The Riyadh healthcare facility uses local area network and has forty-seven computers and other communication device connected to the network. The first security threat relates to the five portable computers used by physicians in the e-prescription. These portable gadgets are connected to other computers and any person with access to the computers can access detailed patient’s health record. The lack of restriction to access the facility breaches patients’ confidentiality, and it only takes one rogue employee with access to all the files to ruin the reputation of the facility or cause extensive harm to patients frequenting the facility. Some of the potential threat includes unauthorized access. Local area network connections are prone to intrusion when the network is not secured and tested for possible intrusion. If not monitored there may be more than forty-seven users having unlimited access to the facility network. Additionally, the facility risks system intrusion as a result of the lack of vendor security patches to systems and application used.
The facility should use 802.1x network user authentication tool to ensure authorized access only. It will show the users connected at any given time. Such monitoring and control eliminate incidents of unauthorized user access. Also, the facility should use WPA wireless encryption tool. According to Galliers and Leidner (2014), WPA will protect the healthcare facility network thus preventing network attacks which if not controlled exposes the organization to security risks. The facility should use vendor security patches to secure all applications and systems the institution uses to enhance service delivery.
Data and network encryption in the healthcare system are critical ingredients for enhancing patients’ confidentiality, information and data integrity and safety as well as information availability for day-to-day decision-making in any institution. A majority of enterprises continue to use WEP network encryption despite the several exploitable network flaws. WAP network encryption technique remains superior in securing the network. Also, the facility should use asymmetric data encryption technology to enhance. The technique uses two-key encryption and decryption which guarantee much-need data and information safety.
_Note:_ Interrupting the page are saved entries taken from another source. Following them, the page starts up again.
//! User settings
//!
//! Display preferences for the dashboard. The demo dataset itself is never
//! persisted; settings are the only thing written to disk.

use ratatui::style::Color;
use serde::{Deserialize, Serialize};

use super::paths::DeckPaths;
use crate::error::DeckError;

/// User settings for the dashboard
#[derive(Debug, Clone, PartialEq, Eq, Serialize, Deserialize)]
pub struct Settings {
    /// Schema version for migration support
    #[serde(default = "default_schema_version")]
    pub schema_version: u32,

    /// Date format for freshly entered transactions (strftime format)
    #[serde(default = "default_date_format")]
    pub date_format: String,

    /// Whether amounts render with thousands separators
    #[serde(default = "default_grouped_amounts")]
    pub grouped_amounts: bool,

    /// Accent color name for highlights and focus markers
    #[serde(default = "default_accent")]
    pub accent: String,
}

fn default_schema_version() -> u32 {
    1
}

fn default_date_format() -> String {
    "%-d %b".to_string()
}

fn default_grouped_amounts() -> bool {
    true
}

fn default_accent() -> String {
    "cyan".to_string()
}

impl Default for Settings {
    fn default() -> Self {
        Self {
            schema_version: default_schema_version(),
            date_format: default_date_format(),
            grouped_amounts: default_grouped_amounts(),
            accent: default_accent(),
        }
    }
}

impl Settings {
    /// Accent color for the terminal theme
    ///
    /// Unknown names fall back to cyan rather than failing the session.
    pub fn accent_color(&self) -> Color {
        match self.accent.to_lowercase().as_str() {
            "blue" => Color::Blue,
            "green" => Color::Green,
            "magenta" => Color::Magenta,
            "red" => Color::Red,
            "yellow" => Color::Yellow,
            "white" => Color::White,
            _ => Color::Cyan,
        }
    }

    /// Load settings from disk, or fall back to defaults if no file exists
    pub fn load_or_create(paths: &DeckPaths) -> Result<Self, DeckError> {
        let settings_path = paths.settings_file();

        if settings_path.exists() {
            let contents = std::fs::read_to_string(&settings_path)
                .map_err(|e| DeckError::Io(format!("Failed to read settings file: {}", e)))?;

            let settings: Settings = serde_json::from_str(&contents)
                .map_err(|e| DeckError::Config(format!("Failed to parse settings file: {}", e)))?;

            Ok(settings)
        } else {
            Ok(Settings::default())
        }
    }

    /// Save settings to disk
    pub fn save(&self, paths: &DeckPaths) -> Result<(), DeckError> {
        paths.ensure_directories()?;

        let settings_path = paths.settings_file();
        let contents = serde_json::to_string_pretty(self)
            .map_err(|e| DeckError::Config(format!("Failed to serialize settings: {}", e)))?;

        std::fs::write(&settings_path, contents)
            .map_err(|e| DeckError::Io(format!("Failed to write settings file: {}", e)))?;

        Ok(())
    }
}

#[cfg(test)]
mod tests {
    use super::*;
    use tempfile::TempDir;

    #[test]
    fn test_default_settings() {
        let settings = Settings::default();
        assert_eq!(settings.date_format, "%-d %b");
        assert!(settings.grouped_amounts);
        assert_eq!(settings.accent, "cyan");
    }

    #[test]
    fn test_accent_color_mapping() {
        let mut settings = Settings::default();
        assert_eq!(settings.accent_color(), Color::Cyan);

        settings.accent = "Magenta".to_string();
        assert_eq!(settings.accent_color(), Color::Magenta);

        settings.accent = "chartreuse".to_string();
        assert_eq!(settings.accent_color(), Color::Cyan);
    }

    #[test]
    fn test_load_without_file_returns_defaults() {
        let temp_dir = TempDir::new().unwrap();
        let paths = DeckPaths::with_base_dir(temp_dir.path().to_path_buf());

        let loaded = Settings::load_or_create(&paths).unwrap();
        assert_eq!(loaded, Settings::default());
    }

    #[test]
    fn test_save_and_load() {
        let temp_dir = TempDir::new().unwrap();
        let paths = DeckPaths::with_base_dir(temp_dir.path().to_path_buf());

        let mut settings = Settings::default();
        settings.accent = "green".to_string();
        settings.grouped_amounts = false;

        settings.save(&paths).unwrap();

        let loaded = Settings::load_or_create(&paths).unwrap();
        assert_eq!(loaded.accent, "green");
        assert!(!loaded.grouped_amounts);
    }

    #[test]
    fn test_malformed_settings_is_a_config_error() {
        let temp_dir = TempDir::new().unwrap();
        let paths = DeckPaths::with_base_dir(temp_dir.path().to_path_buf());

        std::fs::write(paths.settings_file(), "{not json").unwrap();

        let err = Settings::load_or_create(&paths).unwrap_err();
        assert!(err.is_config());
    }
}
Cyber-attack remains eminent security nightmare for organizations. It has flattened many organizations that heavily rely on information communication technology in their daily transactions. Regrettably, there is no known permanent solution to cyber-attack. Cyber-attack has become a global security threat. Kim and Solomon (2016) posit that organizations such as the Riyadh healthcare can protect themselves against cyber-attacks through the purchase of genuine software and applications, periodic maintenance of their system and computers and educating their employees on how to protect the facility network and system through in-house training. Riyadh healthcare facility employees can be trained on how to keep every software and applications on their computers and tablets up-to-date. Most cyber-attacks exploit security vulnerabilities of out-dated software versions in use. They should also be educated on the danger of opening any links sent to them both in their company email or person.